■先進国ではワースト…今後さらに女性議員を増やす方法は?

議員活動を行う上での課題
拡大する

 今後さらに女性議員の割合を増やしていくにはどうすればよいか。情報キュレーターの佐々木俊尚氏は、男女を問わず変わってきた政治家像について語る。「政治家像はこの数十年で相当変わった。1990年代ごろに永田町を取材すれば、ものすごく権力の強いおじさんがいっぱいいた。もう権力を取るためだけに政治家になったような人だ。でも最近は特に40代、50代の政治家に会うとそれぞれ自分のテーマを持っていて、その中で政策を実現したい・立法したいと追求していくのが政治家の喜びだと話している」。

 政治家としては理想の姿と思えるが、一方で懸命に働くことが必ずしも個人の利益につながらず“職業”としての魅力を落としている可能性を指摘する。「昔の政治家は権力が手に入る、お金が入る、利益誘導ができるなど欲望にまみれた目的があって政治家になるようなところもあったが、今はそれがほとんどなくなってきていて利権もなければ、お金も儲からない。確かに報酬は結構あるけれど、その報酬もほとんどが政治活動や秘書の雇用に使ってしまい、自分自身が儲かるわけでもない。そうなった時、男女に限らず政治家になりたい人材をどうやって確保するのかは重要な問題だ」。

 辻元氏は、より女性の意見も男性同様に通りやすくなる環境を整える意味でも、クオータ制導入の可能性を模索する。クオータ制とは、議会における男女間格差を是正することを目的に、性別を基準に女性または両性の比率を割り当てる制度で、世界でも採用例がある。「少子高齢化の問題にしても、ずっと家を見てきた女性の方が実感がある。これまでは子育てをしたことない人ばかりで、子育てのことを決めてきたようなもの。介護職の賃金が低いというのも、それは女性の職場だったからで、やはり当事者の声が届いていない。今クオータ制は、世界で135カ国ぐらいが導入をしている。女性がバランスよく入る方が政治も良くなるし、社会的課題の解決にプラスになることは実証されている」。
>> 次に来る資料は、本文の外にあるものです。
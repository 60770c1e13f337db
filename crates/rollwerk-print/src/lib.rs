// SPDX-License-Identifier: PMPL-1.0-or-later
// Copyright (c) 2026 Jonathan D.A. Jewell (hyperpolymath) <jonathan.jewell@open.ac.uk>
//
// Rollwerk — device discovery and print-job orchestration.
//
// The `PrintService` facade is the public surface: one method per plugin
// call, with out-of-band outcomes delivered over the notification bus.  All
// mutable state lives on a dedicated engine thread; the vendor driver SDK
// sits behind the `rollwerk-driver` trait seam.

pub mod bus;
pub mod channel;
pub mod discovery;
pub mod engine;
pub mod orchestrator;
pub mod raster;
pub mod registry;
pub mod service;

pub use bus::NotificationBus;
pub use registry::{CapabilityRegistry, ModelResolution};
pub use service::PrintService;
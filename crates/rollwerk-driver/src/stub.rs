// SPDX-License-Identifier: PMPL-1.0-or-later
// Copyright (c) 2026 Jonathan D.A. Jewell (hyperpolymath) <jonathan.jewell@open.ac.uk>
//
// Stub driver for builds without the vendor SDK (desktop/CI).
//
// Channel operations fail with `SDK_UNAVAILABLE`; scans complete empty.
// The engine's control flow, bus events, and resource handling are fully
// exercisable against this implementation.

use std::time::Duration;

use tracing::warn;

use rollwerk_core::types::{
    ChannelDescriptor, DriverErrorCode, PrintSettings, PrinterModel,
};

use crate::traits::{BeaconScanCallback, NetworkScanCallback, PrinterChannel, PrinterDriver};

/// No-op driver returned when the vendor SDK is not linked in.
pub struct StubDriver;

impl PrinterDriver for StubDriver {
    fn open_channel(
        &self,
        descriptor: &ChannelDescriptor,
    ) -> Result<Box<dyn PrinterChannel>, DriverErrorCode> {
        warn!(?descriptor, "open_channel called on stub driver");
        Err(DriverErrorCode::SDK_UNAVAILABLE)
    }

    fn default_settings(&self, model: PrinterModel) -> PrintSettings {
        PrintSettings::defaults_for(model)
    }

    fn start_network_scan(
        &self,
        _filter: &str,
        _timeout: Duration,
        on_complete: NetworkScanCallback,
    ) {
        warn!("network scan on stub driver — completing empty");
        on_complete(Vec::new());
    }

    fn start_beacon_scan(&self, _on_device: BeaconScanCallback) {
        warn!("beacon scan on stub driver — no devices will arrive");
    }

    fn stop_beacon_scan(&self) {}
}
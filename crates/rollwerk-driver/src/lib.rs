// SPDX-License-Identifier: PMPL-1.0-or-later
// Copyright (c) 2026 Jonathan D.A. Jewell (hyperpolymath) <jonathan.jewell@open.ac.uk>
//
// Rollwerk — vendor printer-driver seam.
//
// The engine talks to physical printers exclusively through the traits in
// `traits`.  Two implementations ship here: a stub for builds without the
// vendor SDK, and an mDNS-backed driver whose network scan is real while
// channel operations still require the SDK.

pub mod mdns;
pub mod stub;
pub mod traits;

use tracing::warn;

/// Pick the best available driver for this process.
///
/// mDNS needs a multicast-capable interface; when the daemon cannot start
/// (CI, sandboxes) the stub keeps the engine functional with empty scans.
pub fn default_driver() -> Box<dyn traits::PrinterDriver> {
    match mdns::MdnsDriver::new() {
        Ok(driver) => Box::new(driver),
        Err(e) => {
            warn!(error = %e, "mDNS unavailable — using stub driver");
            Box::new(stub::StubDriver)
        }
    }
}
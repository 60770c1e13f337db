// SPDX-License-Identifier: PMPL-1.0-or-later
// Copyright (c) 2026 Jonathan D.A. Jewell (hyperpolymath) <jonathan.jewell@open.ac.uk>
//
// Notification bus: fire-and-forget event emission to the host app.
//
// Events are posted once, with no acknowledgment, retry, or backpressure.
// Same-name events from one session preserve emission order; nothing is
// guaranteed across names.

use tokio::sync::broadcast;
use tracing::debug;

use rollwerk_core::types::PluginEvent;

/// One-directional event channel from the engine to its subscribers.
///
/// Cheaply cloneable; all clones share the same channel.
#[derive(Clone)]
pub struct NotificationBus {
    sender: broadcast::Sender<PluginEvent>,
}

impl NotificationBus {
    pub fn new(capacity: usize) -> Self {
        let (sender, _) = broadcast::channel(capacity);
        Self { sender }
    }

    /// Attach a listener.  Only events emitted after this call are seen.
    pub fn subscribe(&self) -> broadcast::Receiver<PluginEvent> {
        self.sender.subscribe()
    }

    /// Post an event.  An absent listener is not an error — the event is
    /// simply dropped, matching the plugin notification contract.
    pub fn emit(&self, event: PluginEvent) {
        match self.sender.send(event) {
            Ok(receivers) => debug!(receivers, "event emitted"),
            Err(_) => debug!("event emitted with no listeners"),
        }
    }
}

#[cfg(test)]
mod tests {
    use super::*;

    #[test]
    fn emit_without_listeners_is_not_an_error() {
        let bus = NotificationBus::new(8);
        bus.emit(PluginEvent::PrintFailedCommunication { value: true });
    }

    #[tokio::test]
    async fn same_name_events_preserve_order() {
        let bus = NotificationBus::new(8);
        let mut rx = bus.subscribe();
        for name in ["A", "B", "C"] {
            bus.emit(PluginEvent::BleAvailable {
                local_name_list: vec![name.into()],
            });
        }
        for name in ["A", "B", "C"] {
            assert_eq!(
                rx.recv().await.unwrap(),
                PluginEvent::BleAvailable {
                    local_name_list: vec![name.into()],
                }
            );
        }
    }

    #[tokio::test]
    async fn late_subscribers_miss_earlier_events() {
        let bus = NotificationBus::new(8);
        bus.emit(PluginEvent::PrintFailedCommunication { value: true });
        let mut rx = bus.subscribe();
        bus.emit(PluginEvent::IpAddressAvailable {
            ip_address_list: vec![],
        });
        assert_eq!(
            rx.recv().await.unwrap(),
            PluginEvent::IpAddressAvailable {
                ip_address_list: vec![],
            }
        );
    }
}
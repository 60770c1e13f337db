// SPDX-License-Identifier: PMPL-1.0-or-later
// Copyright (c) 2026 Jonathan D.A. Jewell (hyperpolymath) <jonathan.jewell@open.ac.uk>
//
// The engine thread: single serialized execution context for all
// orchestration work.
//
// The vendor SDK is not proven safe for concurrent invocation, so channel
// open, settings build, submit, and discovery start/stop all run here.
// Driver callbacks never touch state directly — they re-enter as queued
// commands carrying their session generation, and the sessions drop
// anything stale.  Confinement replaces locking.

use std::sync::mpsc::{self, RecvTimeoutError};
use std::time::{Duration, Instant};

use tokio::sync::oneshot;
use tracing::{debug, info, warn};

use rollwerk_core::config::EngineConfig;
use rollwerk_core::types::{
    BeaconDevice, NetworkDevice, PluginEvent, PrintOutcome, PrintRequest, PrinterModel,
};
use rollwerk_driver::traits::PrinterDriver;

use crate::bus::NotificationBus;
use crate::discovery::{BeaconSession, NetworkSession};
use crate::orchestrator;

/// Grace added to the driver's scan budget before the watchdog declares the
/// scan dead and completes it empty.
pub const SCAN_GRACE: Duration = Duration::from_secs(2);

/// Work items consumed by the engine thread.
pub enum Command {
    Print {
        model: PrinterModel,
        request: PrintRequest,
        reply: oneshot::Sender<PrintOutcome>,
    },
    SearchNetwork {
        filter: String,
    },
    /// Driver completion for a network scan, tagged with its generation.
    NetworkScanDone {
        generation: u64,
        devices: Vec<NetworkDevice>,
    },
    SearchBeacon,
    /// One beacon advertisement, tagged with its generation.
    BeaconArrival {
        generation: u64,
        device: BeaconDevice,
    },
    StopBeaconSearch,
    Shutdown,
}

/// Spawn the engine thread and return its command queue.
pub fn spawn(
    driver: Box<dyn PrinterDriver>,
    bus: NotificationBus,
    config: EngineConfig,
) -> mpsc::Sender<Command> {
    let (sender, receiver) = mpsc::channel();
    let engine = Engine {
        driver,
        bus,
        config,
        network: NetworkSession::new(),
        beacon: BeaconSession::new(),
        commands: sender.clone(),
    };
    std::thread::Builder::new()
        .name("rollwerk-engine".into())
        .spawn(move || engine.run(receiver))
        .expect("failed to spawn engine thread");
    sender
}

struct Engine {
    driver: Box<dyn PrinterDriver>,
    bus: NotificationBus,
    config: EngineConfig,
    network: NetworkSession,
    beacon: BeaconSession,
    /// Cloned into driver callbacks so completions re-enter the queue.
    commands: mpsc::Sender<Command>,
}

impl Engine {
    fn run(mut self, receiver: mpsc::Receiver<Command>) {
        info!("engine started");
        loop {
            // Block on the queue, bounded by the network watchdog deadline
            // when a scan is live.
            let command = match self.network.deadline() {
                Some(deadline) => {
                    let now = Instant::now();
                    if now >= deadline {
                        self.network_watchdog();
                        continue;
                    }
                    match receiver.recv_timeout(deadline - now) {
                        Ok(command) => command,
                        Err(RecvTimeoutError::Timeout) => {
                            self.network_watchdog();
                            continue;
                        }
                        Err(RecvTimeoutError::Disconnected) => break,
                    }
                }
                None => match receiver.recv() {
                    Ok(command) => command,
                    Err(_) => break,
                },
            };

            match command {
                Command::Print {
                    model,
                    request,
                    reply,
                } => {
                    let outcome =
                        orchestrator::execute(self.driver.as_ref(), &self.bus, model, &request);
                    // The caller may have gone away; that is their problem.
                    let _ = reply.send(outcome);
                }
                Command::SearchNetwork { filter } => self.start_network_search(filter),
                Command::NetworkScanDone {
                    generation,
                    devices,
                } => self.finish_network_search(generation, devices),
                Command::SearchBeacon => self.start_beacon_search(),
                Command::BeaconArrival { generation, device } => {
                    self.beacon_arrival(generation, device)
                }
                Command::StopBeaconSearch => self.stop_beacon_search(),
                Command::Shutdown => break,
            }
        }
        info!("engine stopped");
    }

    fn start_network_search(&mut self, filter: String) {
        let timeout = self.config.network_scan_timeout();
        let generation = self.network.start(timeout + SCAN_GRACE);
        info!(generation, %filter, timeout_secs = timeout.as_secs(), "network search started");

        let sender = self.commands.clone();
        self.driver.start_network_scan(
            &filter,
            timeout,
            Box::new(move |devices| {
                let _ = sender.send(Command::NetworkScanDone {
                    generation,
                    devices,
                });
            }),
        );
    }

    fn finish_network_search(&mut self, generation: u64, devices: Vec<NetworkDevice>) {
        if !self.network.complete(generation) {
            debug!(generation, "stale network scan completion dropped");
            return;
        }
        // One batch, driver order, unfiltered: duplicates are the
        // transport's responsibility.
        let ip_address_list: Vec<String> = devices.into_iter().map(|d| d.ip_address).collect();
        info!(count = ip_address_list.len(), "network search complete");
        self.bus
            .emit(PluginEvent::IpAddressAvailable { ip_address_list });
    }

    fn network_watchdog(&mut self) {
        if !self.network.expire() {
            return;
        }
        warn!("network scan watchdog fired — completing empty");
        self.bus.emit(PluginEvent::IpAddressAvailable {
            ip_address_list: Vec::new(),
        });
    }

    fn start_beacon_search(&mut self) {
        let generation = self.beacon.start();
        info!(generation, "beacon search started");

        // The "search active" acknowledgment precedes callback registration
        // so it can never trail the first device event.
        self.bus.emit(PluginEvent::BleAvailable {
            local_name_list: Vec::new(),
        });

        let sender = self.commands.clone();
        self.driver.start_beacon_scan(Box::new(move |device| {
            let _ = sender.send(Command::BeaconArrival { generation, device });
        }));
    }

    fn beacon_arrival(&mut self, generation: u64, device: BeaconDevice) {
        if !self.beacon.accepts(generation) {
            debug!(generation, "beacon arrival after stop/replace dropped");
            return;
        }
        debug!(local_name = %device.local_name, "beacon device discovered");
        self.bus.emit(PluginEvent::BleAvailable {
            local_name_list: vec![device.local_name],
        });
    }

    fn stop_beacon_search(&mut self) {
        if self.beacon.stop() {
            info!("beacon search stopped");
            self.driver.stop_beacon_scan();
        } else {
            debug!("beacon stop with no live search — no-op");
        }
    }
}
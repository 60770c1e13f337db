// SPDX-License-Identifier: PMPL-1.0-or-later
// Copyright (c) 2026 Jonathan D.A. Jewell (hyperpolymath) <jonathan.jewell@open.ac.uk>
//
// Trait definitions for the vendor printer SDK.
//
// The real SDK performs channel I/O and raster rendering; Rollwerk only
// orchestrates.  Failures cross this seam as raw `DriverErrorCode` values
// that the engine forwards verbatim.

use std::time::Duration;

use image::DynamicImage;

use rollwerk_core::types::{
    BeaconDevice, ChannelDescriptor, DriverErrorCode, NetworkDevice, PrintSettings, PrinterModel,
};

/// One-shot completion callback for a network scan.  Must be invoked exactly
/// once per scan, with the discovered devices or an empty list.
pub type NetworkScanCallback = Box<dyn FnOnce(Vec<NetworkDevice>) + Send + 'static>;

/// Streaming per-device callback for a beacon scan.  Invoked once per
/// advertisement until `stop_beacon_scan` is called.
pub type BeaconScanCallback = Box<dyn Fn(BeaconDevice) + Send + 'static>;

/// Entry points into the vendor printer SDK.
pub trait PrinterDriver: Send {
    /// Open a connection to one printer.  On failure the raw vendor error
    /// code is returned and no channel is held.
    fn open_channel(
        &self,
        descriptor: &ChannelDescriptor,
    ) -> Result<Box<dyn PrinterChannel>, DriverErrorCode>;

    /// Vendor-default print settings for a model.
    fn default_settings(&self, model: PrinterModel) -> PrintSettings;

    /// Scan the local network for printers, filtered by model name
    /// (empty filter matches everything).  `on_complete` fires exactly once
    /// within `timeout` plus driver overhead.
    fn start_network_scan(
        &self,
        filter: &str,
        timeout: Duration,
        on_complete: NetworkScanCallback,
    );

    /// Start streaming beacon advertisements.  No timeout — runs until
    /// `stop_beacon_scan`.
    fn start_beacon_scan(&self, on_device: BeaconScanCallback);

    /// Stop a running beacon scan.  Idempotent.
    fn stop_beacon_scan(&self);
}

/// An open connection to one printer.  Exclusively owned by one print job;
/// `close` consumes the handle so it cannot be released twice.
pub trait PrinterChannel: Send {
    /// Render and transmit one bitmap with the given settings.
    fn submit_print(
        &mut self,
        image: &DynamicImage,
        settings: &PrintSettings,
    ) -> Result<(), DriverErrorCode>;

    /// Release the connection.
    fn close(self: Box<Self>);
}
 このクオータ制について、佐々木氏は「立憲民主党という政党が、自党の候補として女性候補の適切な人を選んでくるという意味では適切だが、例えば国会で女性の議員は何割にすべきだと法制化するのは反対。それは数合わせになってしまう」、国会議員になることを目指す18歳の学生・秀島知永子さんも「私自身『女性政治家』とは呼ばれたくない。もちろん女性ではありつつも、全ての女性の立場を代弁できるわけでもないし、様々な女性がいる中で、枠を作るのは反対」と述べていた。